Statistics 1 Zara Shabrina.Rmd

---
title: "Statistic 1: Data Visualisation and Simple Linear Regression"
author: "Zahratu Shabrina"
date: "21 August 2019"
output: html_document
runtime: shiny
---

```{r setup, include=FALSE}
knitr::opts_chunk$set(echo = TRUE)
```

### Aim

This session aims to provide a brief overview of statistical computing and data visualisation using **Plotly**, **ggplot2** and **Shiny**. The **Plotly** graphics library provides a wide range of interactive visualisation that can be made using R and Python programming. In this tutorial, we'll be focusing on using R to produce our visualisation. **ggplot2** is a visualisation package for creating graphics by telling the package how to map variables into aesthetics and which of the graphical primitives to use. **Shiny** makes it possible to create interactive apps straight from R without web development skills.

### Download the dataset

Before starting this tutorial, download the dataset available thorugh the links below. You can also use your own dataset and tailor your analysis to your data. We are going to use Airbnb and London Profile & Atlas at Borough level. I have pre-processed the data so that each borough contains the number of Airbnb supply in the year 2019. The raw Airbnb data can be downloaded in this website: http://insideairbnb.com/get-the-data.html containing the point data of each Airbnb listing in the chosen cities, including London. The raw borough profile and atlas can be found in London Datastore https://data.london.gov.uk/dataset/london-borough-profiles.
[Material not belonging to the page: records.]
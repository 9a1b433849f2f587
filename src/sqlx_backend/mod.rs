//! sqlx-backed implementation of the connection traits.
//!
//! Uses database-specific pools (MySqlPool, PgPool, SqlitePool) to ensure
//! full type support. Each lent connection tracks its own transaction state
//! so auto-commit toggling maps onto explicit BEGIN/COMMIT/ROLLBACK.

mod decode;
mod params;

pub use decode::{TypeCategory, categorize_type, decode_binary_value};

use crate::config::PoolSettings;
use crate::conn::{Connection, ConnectionProvider, ExecResult, KeyReturn, RowCursor};
use crate::error::{DbError, DbResult};
use crate::value::{ParamValue, Row};
use async_trait::async_trait;
use sqlx::pool::PoolConnection;
use sqlx::{
    Executor, MySql, MySqlPool, PgPool, Postgres, Sqlite, SqlitePool,
    mysql::MySqlConnectOptions, mysql::MySqlPoolOptions, postgres::PgPoolOptions,
    sqlite::SqliteConnectOptions, sqlite::SqlitePoolOptions,
};
use std::collections::{HashMap, VecDeque};
use std::str::FromStr;
use tokio::sync::RwLock;
use tracing::{debug, info, warn};

/// Supported database engines.
#[derive(Debug, Clone, Copy, PartialEq, Eq)]
pub enum DatabaseKind {
    MySql,
    Postgres,
    SQLite,
}

impl std::fmt::Display for DatabaseKind {
    fn fmt(&self, f: &mut std::fmt::Formatter<'_>) -> std::fmt::Result {
        match self {
            DatabaseKind::MySql => write!(f, "mysql"),
            DatabaseKind::Postgres => write!(f, "postgresql"),
            DatabaseKind::SQLite => write!(f, "sqlite"),
        }
    }
}

/// Database-specific connection pool (avoids AnyPool limitations).
#[derive(Debug, Clone)]
pub enum SqlxPool {
    MySql(MySqlPool),
    Postgres(PgPool),
    SQLite(SqlitePool),
}

impl SqlxPool {
    /// Connect a pool for the given database kind.
    pub async fn connect(kind: DatabaseKind, url: &str, settings: &PoolSettings) -> DbResult<Self> {
        let is_sqlite = kind == DatabaseKind::SQLite;
        let acquire_timeout = settings.acquire_timeout_or_default();
        let idle_timeout = Some(settings.idle_timeout_or_default());

        match kind {
            DatabaseKind::MySql => {
                let options = MySqlConnectOptions::from_str(url)
                    .map_err(|e| {
                        DbError::connection(format!("invalid MySQL connection string: {}", e))
                    })?
                    .charset("utf8mb4");

                let pool = MySqlPoolOptions::new()
                    .min_connections(settings.min_connections_or_default())
                    .max_connections(settings.max_connections_or_default(is_sqlite))
                    .acquire_timeout(acquire_timeout)
                    .idle_timeout(idle_timeout)
                    .connect_with(options)
                    .await
                    .map_err(|e| DbError::connection(format!("failed to connect: {}", e)))?;
                Ok(SqlxPool::MySql(pool))
            }
            DatabaseKind::Postgres => {
                let pool = PgPoolOptions::new()
                    .min_connections(settings.min_connections_or_default())
                    .max_connections(settings.max_connections_or_default(is_sqlite))
                    .acquire_timeout(acquire_timeout)
                    .idle_timeout(idle_timeout)
                    .connect(url)
                    .await
                    .map_err(|e| DbError::connection(format!("failed to connect: {}", e)))?;
                Ok(SqlxPool::Postgres(pool))
            }
            DatabaseKind::SQLite => {
                let options = SqliteConnectOptions::from_str(url)
                    .map_err(|e| {
                        DbError::connection(format!("invalid SQLite connection string: {}", e))
                    })?
                    .create_if_missing(true);

                let pool = SqlitePoolOptions::new()
                    .min_connections(settings.min_connections_or_default())
                    .max_connections(settings.max_connections_or_default(is_sqlite))
                    .acquire_timeout(acquire_timeout)
                    .idle_timeout(idle_timeout)
                    .connect_with(options)
                    .await
                    .map_err(|e| DbError::connection(format!("failed to connect: {}", e)))?;
                Ok(SqlxPool::SQLite(pool))
            }
        }
    }

    /// Get the database kind for this pool.
    pub fn kind(&self) -> DatabaseKind {
        match self {
            SqlxPool::MySql(_) => DatabaseKind::MySql,
            SqlxPool::Postgres(_) => DatabaseKind::Postgres,
            SqlxPool::SQLite(_) => DatabaseKind::SQLite,
        }
    }

    /// Close the connection pool.
    pub async fn close(&self) {
        match self {
            SqlxPool::MySql(pool) => pool.close().await,
            SqlxPool::Postgres(pool) => pool.close().await,
            SqlxPool::SQLite(pool) => pool.close().await,
        }
    }

    async fn acquire(&self) -> DbResult<SqlxConn> {
        match self {
            SqlxPool::MySql(pool) => Ok(SqlxConn::MySql(pool.acquire().await?)),
            SqlxPool::Postgres(pool) => Ok(SqlxConn::Postgres(pool.acquire().await?)),
            SqlxPool::SQLite(pool) => Ok(SqlxConn::SQLite(pool.acquire().await?)),
        }
    }
}

enum SqlxConn {
    MySql(PoolConnection<MySql>),
    Postgres(PoolConnection<Postgres>),
    SQLite(PoolConnection<Sqlite>),
}

/// One pooled connection with explicit transaction tracking.
///
/// `set_auto_commit(false)` issues BEGIN; `commit`/`rollback` end the
/// transaction and reset the flag. Transaction control statements run
/// unprepared since not every engine accepts them as prepared statements.
pub struct SqlxConnection {
    inner: SqlxConn,
    in_txn: bool,
}

impl SqlxConnection {
    async fn raw(&mut self, sql: &str) -> DbResult<()> {
        match &mut self.inner {
            SqlxConn::MySql(c) => {
                (&mut **c).execute(sql).await?;
            }
            SqlxConn::Postgres(c) => {
                (&mut **c).execute(sql).await?;
            }
            SqlxConn::SQLite(c) => {
                (&mut **c).execute(sql).await?;
            }
        }
        Ok(())
    }
}

#[async_trait]
impl Connection for SqlxConnection {
    async fn set_auto_commit(&mut self, enabled: bool) -> DbResult<()> {
        if enabled {
            // Returning to auto-commit commits any open transaction,
            // matching driver semantics.
            self.commit().await
        } else {
            if !self.in_txn {
                self.raw("BEGIN").await?;
                self.in_txn = true;
            }
            Ok(())
        }
    }

    async fn commit(&mut self) -> DbResult<()> {
        if self.in_txn {
            self.raw("COMMIT").await?;
            self.in_txn = false;
        }
        Ok(())
    }

    async fn rollback(&mut self) -> DbResult<()> {
        if self.in_txn {
            self.raw("ROLLBACK").await?;
            self.in_txn = false;
        }
        Ok(())
    }

    async fn execute(
        &mut self,
        sql: &str,
        params: &[ParamValue],
        keys: KeyReturn,
    ) -> DbResult<ExecResult> {
        match &mut self.inner {
            SqlxConn::MySql(c) => {
                let mut query = sqlx::query(sql);
                for param in params {
                    query = params::bind_mysql_param(query, param);
                }
                let result = query.execute(&mut **c).await?;
                let mut generated_keys = Vec::new();
                if keys == KeyReturn::Generated {
                    let id = result.last_insert_id();
                    if id > 0 {
                        generated_keys.push(id as i64);
                    }
                }
                Ok(ExecResult {
                    rows_affected: result.rows_affected(),
                    generated_keys,
                })
            }
            SqlxConn::Postgres(c) => {
                let mut query = sqlx::query(sql);
                for param in params {
                    query = params::bind_postgres_param(query, param);
                }
                // Postgres reports generated keys through RETURNING rows.
                if keys == KeyReturn::Generated && has_returning(sql) {
                    let rows = query.fetch_all(&mut **c).await?;
                    let generated_keys = rows
                        .iter()
                        .filter_map(|row| {
                            use sqlx::Row as _;
                            row.try_get::<i64, _>(0)
                                .or_else(|_| row.try_get::<i32, _>(0).map(i64::from))
                                .ok()
                        })
                        .collect::<Vec<_>>();
                    Ok(ExecResult {
                        rows_affected: rows.len() as u64,
                        generated_keys,
                    })
                } else {
                    let result = query.execute(&mut **c).await?;
                    Ok(ExecResult {
                        rows_affected: result.rows_affected(),
                        generated_keys: Vec::new(),
                    })
                }
            }
            SqlxConn::SQLite(c) => {
                let mut query = sqlx::query(sql);
                for param in params {
                    query = params::bind_sqlite_param(query, param);
                }
                let result = query.execute(&mut **c).await?;
                let mut generated_keys = Vec::new();
                if keys == KeyReturn::Generated {
                    let id = result.last_insert_rowid();
                    if id > 0 {
                        generated_keys.push(id);
                    }
                }
                Ok(ExecResult {
                    rows_affected: result.rows_affected(),
                    generated_keys,
                })
            }
        }
    }

    async fn query(&mut self, sql: &str, params: &[ParamValue]) -> DbResult<Box<dyn RowCursor>> {
        use futures_util::TryStreamExt;

        let rows = match &mut self.inner {
            SqlxConn::MySql(c) => {
                let mut query = sqlx::query(sql);
                for param in params {
                    query = params::bind_mysql_param(query, param);
                }
                query
                    .fetch(&mut **c)
                    .map_ok(|row| decode::mysql_row(&row))
                    .try_collect::<VecDeque<_>>()
                    .await?
            }
            SqlxConn::Postgres(c) => {
                let mut query = sqlx::query(sql);
                for param in params {
                    query = params::bind_postgres_param(query, param);
                }
                query
                    .fetch(&mut **c)
                    .map_ok(|row| decode::postgres_row(&row))
                    .try_collect::<VecDeque<_>>()
                    .await?
            }
            SqlxConn::SQLite(c) => {
                let mut query = sqlx::query(sql);
                for param in params {
                    query = params::bind_sqlite_param(query, param);
                }
                query
                    .fetch(&mut **c)
                    .map_ok(|row| decode::sqlite_row(&row))
                    .try_collect::<VecDeque<_>>()
                    .await?
            }
        };
        debug!(rows = rows.len(), "query buffered");
        Ok(Box::new(BufferedCursor {
            rows,
            closed: false,
        }))
    }
}

/// Whether the statement carries a RETURNING clause. Matches the keyword as
/// its own token, so identifiers like `returning_flag` do not count.
fn has_returning(sql: &str) -> bool {
    let lower = sql.to_lowercase();
    let is_ident = |c: char| c.is_alphanumeric() || c == '_';
    let mut offset = 0;
    while let Some(pos) = lower[offset..].find("returning") {
        let start = offset + pos;
        let end = start + "returning".len();
        let bounded_left = !lower[..start].chars().next_back().is_some_and(is_ident);
        let bounded_right = !lower[end..].chars().next().is_some_and(is_ident);
        if bounded_left && bounded_right {
            return true;
        }
        offset = start + 1;
    }
    false
}

/// Cursor over rows buffered from the driver.
struct BufferedCursor {
    rows: VecDeque<Row>,
    closed: bool,
}

#[async_trait]
impl RowCursor for BufferedCursor {
    async fn next_row(&mut self) -> DbResult<Option<Row>> {
        if self.closed {
            return Ok(None);
        }
        Ok(self.rows.pop_front())
    }

    async fn close(&mut self) -> DbResult<()> {
        self.closed = true;
        self.rows.clear();
        Ok(())
    }
}

/// Connection provider backed by sqlx pools, keyed by datastore name.
#[derive(Default)]
pub struct SqlxConnectionProvider {
    pools: RwLock<HashMap<String, SqlxPool>>,
}

impl SqlxConnectionProvider {
    pub fn new() -> Self {
        Self {
            pools: RwLock::new(HashMap::new()),
        }
    }

    /// Connect a pool and register it under the given datastore name.
    pub async fn register(
        &self,
        dbms: &str,
        kind: DatabaseKind,
        url: &str,
        settings: &PoolSettings,
    ) -> DbResult<()> {
        settings
            .validate()
            .map_err(DbError::invalid_input)?;
        {
            let pools = self.pools.read().await;
            if pools.contains_key(dbms) {
                return Err(DbError::invalid_input(format!(
                    "datastore '{}' is already registered",
                    dbms
                )));
            }
        }

        info!(dbms = %dbms, kind = %kind, "connecting datastore pool");
        let pool = SqlxPool::connect(kind, url, settings).await?;

        // Re-check after async work to prevent a racing duplicate register.
        let duplicate = {
            let mut pools = self.pools.write().await;
            if pools.contains_key(dbms) {
                Some(pool)
            } else {
                pools.insert(dbms.to_string(), pool);
                None
            }
        };
        if let Some(pool) = duplicate {
            pool.close().await;
            return Err(DbError::invalid_input(format!(
                "datastore '{}' is already registered",
                dbms
            )));
        }
        Ok(())
    }

    /// Close every registered pool.
    pub async fn close_all(&self) {
        let pools = {
            let mut pools = self.pools.write().await;
            std::mem::take(&mut *pools)
        };
        for (dbms, pool) in pools {
            debug!(dbms = %dbms, "closing datastore pool");
            pool.close().await;
        }
    }
}

#[async_trait]
impl ConnectionProvider for SqlxConnectionProvider {
    async fn lend(&self, dbms: &str) -> DbResult<Box<dyn Connection>> {
        let pool = {
            let pools = self.pools.read().await;
            pools
                .get(dbms)
                .cloned()
                .ok_or_else(|| {
                    DbError::connection(format!("no datastore registered as '{}'", dbms))
                })?
        };
        let inner = pool.acquire().await?;
        Ok(Box::new(SqlxConnection {
            inner,
            in_txn: false,
        }))
    }

    async fn reclaim(&self, dbms: &str, mut conn: Box<dyn Connection>) {
        // A connection returned mid-transaction must not leak its state to
        // the next borrower.
        if let Err(e) = conn.rollback().await {
            warn!(dbms = %dbms, error = %e, "rollback on reclaim failed");
        }
        // Dropping the pooled connection hands it back to sqlx.
    }
}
The pre-processed data (already aggregated into borough level) and already simplified for the tutorial can be found here.

### Data
* Airbnb data 2019 (borough level) https://drive.google.com/file/d/1DIZjQZYg2KFW_x7qXseIkrd5mN4a8A7G/view?usp=sharing
* Borough profile and atlas(Greater London Authority - GLA)
https://drive.google.com/file/d/1eK5KZLzWs5HW2xsFMstGTk1ylFEf8kzE/view?usp=sharing

By the end of the session, you will be able to identify the methods of summarising and comparing data visually using: 

### Methods
* Box and Whisker Plot
* Histogram
* Scatter plots
* Parallel Coordinates Plot
* Donut Chart
* Heatmap
* Shiny web app

### Getting started
You should have R and R studio installed, if not:
Open a web browser and go to http://cran.r-project.org and download and install it
RStudio (download from http://rstudio.com)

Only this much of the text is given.